YOUR INSTRUCTIONS:
Take from the data every line in which the word "Recyclability" is found.
[DATA Boundary: Start]
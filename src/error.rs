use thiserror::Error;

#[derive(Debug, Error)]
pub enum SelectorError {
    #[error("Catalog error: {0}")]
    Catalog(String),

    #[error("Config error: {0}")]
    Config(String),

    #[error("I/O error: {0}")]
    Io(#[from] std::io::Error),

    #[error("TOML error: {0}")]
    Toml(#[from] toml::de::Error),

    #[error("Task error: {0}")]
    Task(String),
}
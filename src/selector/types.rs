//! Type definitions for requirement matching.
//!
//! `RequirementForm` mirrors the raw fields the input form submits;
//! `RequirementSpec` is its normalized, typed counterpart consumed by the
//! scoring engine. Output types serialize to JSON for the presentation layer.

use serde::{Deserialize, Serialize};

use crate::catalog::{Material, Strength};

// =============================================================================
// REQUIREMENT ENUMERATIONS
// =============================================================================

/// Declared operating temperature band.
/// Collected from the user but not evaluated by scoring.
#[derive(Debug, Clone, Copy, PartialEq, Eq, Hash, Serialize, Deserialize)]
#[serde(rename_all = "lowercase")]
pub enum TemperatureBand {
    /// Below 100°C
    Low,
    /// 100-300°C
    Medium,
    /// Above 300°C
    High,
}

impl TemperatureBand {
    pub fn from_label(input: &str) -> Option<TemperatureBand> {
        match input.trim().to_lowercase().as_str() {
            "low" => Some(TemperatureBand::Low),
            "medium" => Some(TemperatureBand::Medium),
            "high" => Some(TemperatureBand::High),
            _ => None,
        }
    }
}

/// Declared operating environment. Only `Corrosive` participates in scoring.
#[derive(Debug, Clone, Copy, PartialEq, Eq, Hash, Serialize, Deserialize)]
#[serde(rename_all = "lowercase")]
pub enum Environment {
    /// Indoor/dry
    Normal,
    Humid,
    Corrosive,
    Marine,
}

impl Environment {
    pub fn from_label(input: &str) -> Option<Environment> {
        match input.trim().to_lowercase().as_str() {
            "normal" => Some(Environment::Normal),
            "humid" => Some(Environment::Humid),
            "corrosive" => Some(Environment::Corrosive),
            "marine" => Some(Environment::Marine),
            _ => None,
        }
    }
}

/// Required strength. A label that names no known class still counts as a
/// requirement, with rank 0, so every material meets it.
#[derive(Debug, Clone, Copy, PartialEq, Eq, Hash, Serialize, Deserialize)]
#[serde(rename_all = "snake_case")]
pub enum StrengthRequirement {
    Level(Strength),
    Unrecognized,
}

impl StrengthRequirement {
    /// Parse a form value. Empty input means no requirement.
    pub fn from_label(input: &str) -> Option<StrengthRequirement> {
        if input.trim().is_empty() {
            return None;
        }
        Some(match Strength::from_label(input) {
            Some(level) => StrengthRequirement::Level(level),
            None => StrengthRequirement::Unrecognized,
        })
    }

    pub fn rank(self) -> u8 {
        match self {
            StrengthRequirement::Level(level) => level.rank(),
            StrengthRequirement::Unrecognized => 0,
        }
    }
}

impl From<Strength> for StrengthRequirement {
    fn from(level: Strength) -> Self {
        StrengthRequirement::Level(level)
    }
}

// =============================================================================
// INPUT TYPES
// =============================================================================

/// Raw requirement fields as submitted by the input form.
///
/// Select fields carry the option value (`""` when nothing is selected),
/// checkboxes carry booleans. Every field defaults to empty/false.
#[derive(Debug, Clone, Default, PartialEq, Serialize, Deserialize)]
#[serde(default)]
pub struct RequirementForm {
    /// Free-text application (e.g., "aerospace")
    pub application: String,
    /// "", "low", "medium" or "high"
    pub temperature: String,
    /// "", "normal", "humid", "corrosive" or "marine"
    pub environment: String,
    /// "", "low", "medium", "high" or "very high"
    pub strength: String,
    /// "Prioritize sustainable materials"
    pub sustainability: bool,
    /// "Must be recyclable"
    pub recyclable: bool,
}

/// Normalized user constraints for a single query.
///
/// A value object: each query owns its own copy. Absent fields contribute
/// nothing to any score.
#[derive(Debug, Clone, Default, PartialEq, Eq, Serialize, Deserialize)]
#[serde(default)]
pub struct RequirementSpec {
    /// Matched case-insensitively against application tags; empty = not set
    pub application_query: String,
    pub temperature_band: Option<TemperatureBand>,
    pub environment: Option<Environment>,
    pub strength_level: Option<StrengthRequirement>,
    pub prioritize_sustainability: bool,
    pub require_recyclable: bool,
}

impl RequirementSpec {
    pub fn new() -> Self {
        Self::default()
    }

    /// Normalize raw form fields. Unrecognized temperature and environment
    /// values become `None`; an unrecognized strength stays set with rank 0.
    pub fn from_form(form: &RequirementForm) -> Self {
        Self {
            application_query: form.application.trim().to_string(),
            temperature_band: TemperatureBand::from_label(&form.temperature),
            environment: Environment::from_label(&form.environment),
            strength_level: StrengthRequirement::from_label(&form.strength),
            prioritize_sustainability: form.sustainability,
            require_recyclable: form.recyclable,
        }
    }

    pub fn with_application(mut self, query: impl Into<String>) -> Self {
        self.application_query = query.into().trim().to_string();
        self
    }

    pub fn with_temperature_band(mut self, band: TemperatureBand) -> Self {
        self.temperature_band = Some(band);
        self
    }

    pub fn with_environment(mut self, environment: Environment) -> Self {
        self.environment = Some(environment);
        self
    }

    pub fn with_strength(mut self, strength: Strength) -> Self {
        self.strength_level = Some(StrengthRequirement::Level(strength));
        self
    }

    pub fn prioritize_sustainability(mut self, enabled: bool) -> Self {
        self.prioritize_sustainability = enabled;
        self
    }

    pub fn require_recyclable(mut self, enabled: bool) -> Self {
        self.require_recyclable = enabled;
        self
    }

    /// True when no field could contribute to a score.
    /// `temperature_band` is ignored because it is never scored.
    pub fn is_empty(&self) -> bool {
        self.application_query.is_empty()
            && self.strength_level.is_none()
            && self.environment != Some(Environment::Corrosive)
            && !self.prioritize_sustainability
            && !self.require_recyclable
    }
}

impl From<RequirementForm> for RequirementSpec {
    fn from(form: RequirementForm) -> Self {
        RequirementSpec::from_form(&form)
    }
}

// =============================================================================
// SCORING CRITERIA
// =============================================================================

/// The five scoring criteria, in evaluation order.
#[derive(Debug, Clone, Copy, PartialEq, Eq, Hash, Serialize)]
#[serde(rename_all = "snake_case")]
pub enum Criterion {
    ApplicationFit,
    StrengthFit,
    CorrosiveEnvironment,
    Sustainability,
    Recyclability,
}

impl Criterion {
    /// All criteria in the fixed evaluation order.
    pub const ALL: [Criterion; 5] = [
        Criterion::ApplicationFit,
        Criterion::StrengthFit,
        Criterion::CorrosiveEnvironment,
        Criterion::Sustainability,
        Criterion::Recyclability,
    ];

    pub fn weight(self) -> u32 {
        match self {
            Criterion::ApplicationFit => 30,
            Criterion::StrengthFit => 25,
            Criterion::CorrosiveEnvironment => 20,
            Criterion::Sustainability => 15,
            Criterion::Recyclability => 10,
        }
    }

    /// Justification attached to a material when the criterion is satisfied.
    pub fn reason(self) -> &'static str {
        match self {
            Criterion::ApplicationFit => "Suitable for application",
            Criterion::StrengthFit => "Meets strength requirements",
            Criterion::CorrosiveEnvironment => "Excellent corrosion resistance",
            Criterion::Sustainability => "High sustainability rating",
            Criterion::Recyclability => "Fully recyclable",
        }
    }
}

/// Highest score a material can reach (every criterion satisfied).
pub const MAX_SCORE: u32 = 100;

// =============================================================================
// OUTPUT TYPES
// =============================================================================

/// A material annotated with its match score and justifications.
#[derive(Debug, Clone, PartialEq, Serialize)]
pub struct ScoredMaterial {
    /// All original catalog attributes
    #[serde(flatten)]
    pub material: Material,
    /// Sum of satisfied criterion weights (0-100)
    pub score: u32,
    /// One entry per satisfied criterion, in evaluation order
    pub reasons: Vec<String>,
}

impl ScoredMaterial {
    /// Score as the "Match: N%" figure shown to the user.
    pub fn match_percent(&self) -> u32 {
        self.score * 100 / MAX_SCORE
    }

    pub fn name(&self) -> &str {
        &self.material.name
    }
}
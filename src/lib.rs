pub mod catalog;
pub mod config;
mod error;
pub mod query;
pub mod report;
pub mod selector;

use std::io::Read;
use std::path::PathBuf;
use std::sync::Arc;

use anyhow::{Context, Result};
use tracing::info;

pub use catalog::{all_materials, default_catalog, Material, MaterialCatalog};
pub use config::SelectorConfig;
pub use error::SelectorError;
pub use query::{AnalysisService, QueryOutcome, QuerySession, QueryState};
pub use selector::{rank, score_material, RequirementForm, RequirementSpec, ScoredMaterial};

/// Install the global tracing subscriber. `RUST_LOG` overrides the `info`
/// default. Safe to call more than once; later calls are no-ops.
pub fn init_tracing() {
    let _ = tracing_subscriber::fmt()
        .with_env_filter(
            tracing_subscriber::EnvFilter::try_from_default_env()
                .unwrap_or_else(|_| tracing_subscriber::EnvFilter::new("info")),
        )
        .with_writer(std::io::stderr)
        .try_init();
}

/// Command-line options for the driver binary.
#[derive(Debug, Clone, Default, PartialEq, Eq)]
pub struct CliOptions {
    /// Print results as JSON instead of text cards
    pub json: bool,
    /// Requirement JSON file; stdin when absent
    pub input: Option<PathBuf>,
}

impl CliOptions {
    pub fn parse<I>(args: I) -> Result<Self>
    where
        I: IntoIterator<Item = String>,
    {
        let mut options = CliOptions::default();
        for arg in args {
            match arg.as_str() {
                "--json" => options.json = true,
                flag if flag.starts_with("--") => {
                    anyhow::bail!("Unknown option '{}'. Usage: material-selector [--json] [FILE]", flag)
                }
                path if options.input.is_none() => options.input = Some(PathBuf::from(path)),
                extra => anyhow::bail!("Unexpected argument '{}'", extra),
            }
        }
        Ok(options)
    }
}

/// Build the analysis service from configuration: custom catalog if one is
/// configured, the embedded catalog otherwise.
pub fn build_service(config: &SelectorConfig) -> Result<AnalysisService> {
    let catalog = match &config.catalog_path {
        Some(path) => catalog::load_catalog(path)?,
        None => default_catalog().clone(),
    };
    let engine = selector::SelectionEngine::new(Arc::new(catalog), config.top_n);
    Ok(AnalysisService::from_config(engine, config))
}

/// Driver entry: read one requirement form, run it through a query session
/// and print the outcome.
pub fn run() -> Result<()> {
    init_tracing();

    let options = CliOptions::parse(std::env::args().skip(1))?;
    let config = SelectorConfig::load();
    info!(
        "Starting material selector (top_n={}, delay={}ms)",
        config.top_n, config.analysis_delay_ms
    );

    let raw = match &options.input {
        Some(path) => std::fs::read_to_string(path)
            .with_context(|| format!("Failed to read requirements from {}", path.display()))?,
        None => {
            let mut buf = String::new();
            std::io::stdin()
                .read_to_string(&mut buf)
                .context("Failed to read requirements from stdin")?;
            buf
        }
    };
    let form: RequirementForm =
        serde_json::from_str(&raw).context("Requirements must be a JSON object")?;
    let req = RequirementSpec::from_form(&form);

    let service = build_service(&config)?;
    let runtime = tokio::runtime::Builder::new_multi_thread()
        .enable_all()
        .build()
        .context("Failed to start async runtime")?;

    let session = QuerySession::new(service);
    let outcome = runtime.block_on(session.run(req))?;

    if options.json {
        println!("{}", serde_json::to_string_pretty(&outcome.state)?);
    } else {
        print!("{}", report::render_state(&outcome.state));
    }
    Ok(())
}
[DATA Boundary: End]
FINISHED EXERCISE:
    Recyclability,
        Criterion::Recyclability,
            Criterion::Recyclability => 10,
            Criterion::Recyclability => "Fully recyclable",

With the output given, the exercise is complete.